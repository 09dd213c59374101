//! Converts already-parsed GeoJSON documents into scenes of typed, renderer-agnostic shapes.
//!
//! ```rust
//! use geoscene_core::json::JsonValue;
//! use geoscene_geometry::{RenderOptions, Scene, Shape, parse_geojson};
//!
//! let document = JsonValue::from(vec![
//! 	("type", JsonValue::from("Point")),
//! 	("coordinates", JsonValue::from([13.4, 52.5])),
//! ]);
//! let scene = parse_geojson(&document, &RenderOptions::new()).unwrap();
//! let Scene::Single(Shape::Marker(marker)) = scene else { panic!() };
//! assert_eq!(marker.position.lat, 52.5);
//! assert_eq!(marker.properties.type_name(), Some("Point"));
//! ```

pub mod builder;
mod config;
pub mod dispatch;
mod geo;

pub use builder::{GeometryBuilder, SceneFactory, ShapeFactory};
pub use config::*;
pub use dispatch::{GeoJsonParser, GeometryType, parse_geojson, parse_geojson_with_properties};
pub use geo::*;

> _What you have to do_
Find each line in the records holding the string "marker" and show it.

> _Problem solution_
//! let Scene::Single(Shape::Marker(marker)) = scene else { panic!() };
//! assert_eq!(marker.position.lat, 52.5);
//! assert_eq!(marker.properties.type_name(), Some("Point"));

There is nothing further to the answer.